Effect of substratum type on the number of Listeria monocytogenes which become attached
Effect of substratum type on the number of Listeria monocytogenes which become attached. The substrata are: ♦aluminum; □ polypropylene;  poly(ethyleneterephthalate); ◊ high-density polyethylene; ■ poly(vinyl chloride); ° poly- (tetrafluorethylene). Figure 2.

 

FOODBORNE BIOFILMS AND ACTIVE (CONTROLLEDRELEASE) PACKAGING MATERIALS

The food market has growing demand on fresh and minimally processed foods. However, these foods are highly perishable and more susceptible to microbial spoilage. Thus, there is a strong need to develop new preservation methods to achieve a required level of safety, quality, and nutritional value of food during extended shelf-life period. The use of active packaging (AP) materials is one of the post-processing methods to preserve food products and meet consumers’ expectations.

Antimicrobial packaging is designed to control microbial growth in a food product. It consists of an antimicrobial agent (AMA) immobilized onto the internal surface of a package or incorporated into packaging material (58). In the latter case, AMA is released into a food product over time. This permits us to extend shelf life of food products, helping to reduce the amount of AMA in food formulation.

AP materials have many parameters that influence their antimicrobial efficacy, which is thoroughly addressed in a number of studies: polymer processing, polymer morphology (59), polymer swelling (60), and AMA affinity to the packaging material (61). In all these papers the food product was considered as a homogeneous medium in full contact with the packaging. However, surface morphology of the foods is an important parameter that determines mass transfer of an antimicrobial agent through the interface between packaging and food.

Based on the nature of a food product and corresponding morphology of a food surface, one can distinguish five types of food-packaging contacts depicted in Figure 3.

Spatial organization of AP as a function of food surface morphology
Spatial organization of AP as a function of food surface morphology: direct contact (a), partial contact B1cm (b), B1mm (c), B10 mm (d), and direct contact (e). Figure 3.
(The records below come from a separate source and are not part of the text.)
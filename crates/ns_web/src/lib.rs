use axum::{routing::get, Router};
use tower_http::cors::CorsLayer;

pub mod error;
pub mod handlers;
pub mod state;

pub use state::AppState;

pub fn create_app(state: AppState) -> Router {
    let cors = CorsLayer::permissive();

    Router::new()
        .route("/api/health", get(handlers::health))
        .route("/api/analysis", get(handlers::run_analysis))
        .layer(cors)
        .with_state(state)
}

/// Serve the API on `addr` until the process is stopped.
pub async fn serve(state: AppState, addr: &str) -> ns_core::Result<()> {
    let listener = tokio::net::TcpListener::bind(addr).await?;
    tracing::info!("🌐 Listening on {}", listener.local_addr()?);
    axum::serve(listener, create_app(state)).await?;
    Ok(())
}

pub mod prelude {
    pub use crate::{create_app, serve, AppState};
    pub use ns_core::{Error, Result};
}
use std::fmt;

use async_trait::async_trait;
use ns_core::{Classification, Error, Result, SentimentLabel, SentimentModel};
use reqwest::Client;
use serde::{Deserialize, Serialize};

use crate::InferenceConfig;

pub const DEFAULT_BASE_URL: &str = "https://api-inference.huggingface.co";
pub const DEFAULT_MODEL_ID: &str = "distilbert/distilbert-base-uncased-finetuned-sst-2-english";

#[derive(Serialize)]
struct ClassifyRequest<'a> {
    inputs: &'a str,
}

#[derive(Debug, Deserialize)]
struct LabelScore {
    label: String,
    score: f32,
}

#[derive(Debug, Deserialize)]
#[serde(untagged)]
enum ClassifyResponse {
    Nested(Vec<Vec<LabelScore>>),
    Flat(Vec<LabelScore>),
    Failure { error: String },
}

/// Text classification served over the Hugging Face inference HTTP API.
pub struct HuggingFaceModel {
    client: Client,
    endpoint: String,
    api_key: Option<String>,
}

impl fmt::Debug for HuggingFaceModel {
    fn fmt(&self, f: &mut fmt::Formatter<'_>) -> fmt::Result {
        f.debug_struct("HuggingFaceModel")
            .field("client", &"<reqwest::Client>")
            .field("endpoint", &self.endpoint)
            .field("api_key", &self.api_key.as_deref().map(|_| "<redacted>"))
            .finish()
    }
}

impl HuggingFaceModel {
    pub fn new(config: &InferenceConfig) -> Result<Self> {
        let client = Client::builder().timeout(config.timeout).build()?;
        let base_url = config
            .model_url
            .as_deref()
            .unwrap_or(DEFAULT_BASE_URL)
            .trim_end_matches('/');
        let model_id = config.model_id.as_deref().unwrap_or(DEFAULT_MODEL_ID);

        Ok(Self {
            client,
            endpoint: format!("{}/models/{}", base_url, model_id),
            api_key: config.api_key.clone(),
        })
    }

    pub fn endpoint(&self) -> &str {
        &self.endpoint
    }
}

fn parse_label(label: &str) -> Result<SentimentLabel> {
    match label.to_uppercase().as_str() {
        "POSITIVE" | "LABEL_1" => Ok(SentimentLabel::Positive),
        "NEGATIVE" | "LABEL_0" => Ok(SentimentLabel::Negative),
        other => Err(Error::Inference(format!("unexpected label: {}", other))),
    }
}

fn best_of(scores: Vec<LabelScore>) -> Result<Classification> {
    let best = scores
        .into_iter()
        .max_by(|a, b| a.score.total_cmp(&b.score))
        .ok_or_else(|| Error::Inference("model returned no labels".to_string()))?;
    Ok(Classification::new(parse_label(&best.label)?, best.score))
}

fn decode_response(body: &str) -> Result<Classification> {
    match serde_json::from_str::<ClassifyResponse>(body)? {
        ClassifyResponse::Nested(mut outer) => {
            if outer.is_empty() {
                return Err(Error::Inference("model returned no predictions".to_string()));
            }
            best_of(outer.swap_remove(0))
        }
        ClassifyResponse::Flat(scores) => best_of(scores),
        ClassifyResponse::Failure { error } => Err(Error::Inference(error)),
    }
}

#[async_trait]
impl SentimentModel for HuggingFaceModel {
    fn name(&self) -> &str {
        "HuggingFace"
    }

    async fn classify(&self, text: &str) -> Result<Classification> {
        let mut request = self
            .client
            .post(&self.endpoint)
            .json(&ClassifyRequest { inputs: text });
        if let Some(key) = &self.api_key {
            request = request.bearer_auth(key);
        }

        let response = request.send().await?;
        let status = response.status();
        let body = response.text().await?;
        if !status.is_success() {
            return Err(Error::Inference(format!(
                "classification failed with HTTP {}: {}",
                status.as_u16(),
                body
            )));
        }
        decode_response(&body)
    }
}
If the surface of a food product is flat, direct contact between the packaging and the food exists. This AP system has maximum efficacy. An irregular food surface will cause only partial contact between the packaging material and the food product, developing noncontinuous headspace. This influences AMA transport from the packaging to the food. Depending on the dominating physical state of a food product, the packaging surface can be in contact with either solid or liquid food products, sometimes both. These contacts can be direct or indirect if headspace exists between the food surface and packaging material (see Figure 4). Depending on the type of the food product, the headspace can be liquid- or gas-filled.

Numerous parameters can influence the efficacy of AP, including the packaging material properties, the antimicrobial transport, the bacterial population response and the food matrix. Most of the published studies investigated antimicrobial activity of the controlled release compound by adding AMA directly to the foods or to the packaging materials. However, these two methods have significant disadvantages:

  • When AMA is added directly to the food, obtained data provide important information on the antimicrobial activity of AMA and its interaction with the food matrix. But there is no time-dependent AMA release; therefore these studies are insufficient for the development of AP. 
  • On the other hand, if AMA is incorporated into the packaging material, there is no control over the antimicrobial release. The effects of packaging material properties on the AMA release rate cannot be distinguished from the effects of the AMA release rate on the bacterial inhibition. 

There is a need to understand bacterial response to the AMA release without the influence of material-dependent properties of AP. No standard method has been established to investigate the effect of antimicrobial agent’s timedependent release on the bacterial response.

Dependence of a food/packaging interface on a type of food product
Dependence of a food/packaging interface on a type of food product. Figure 4.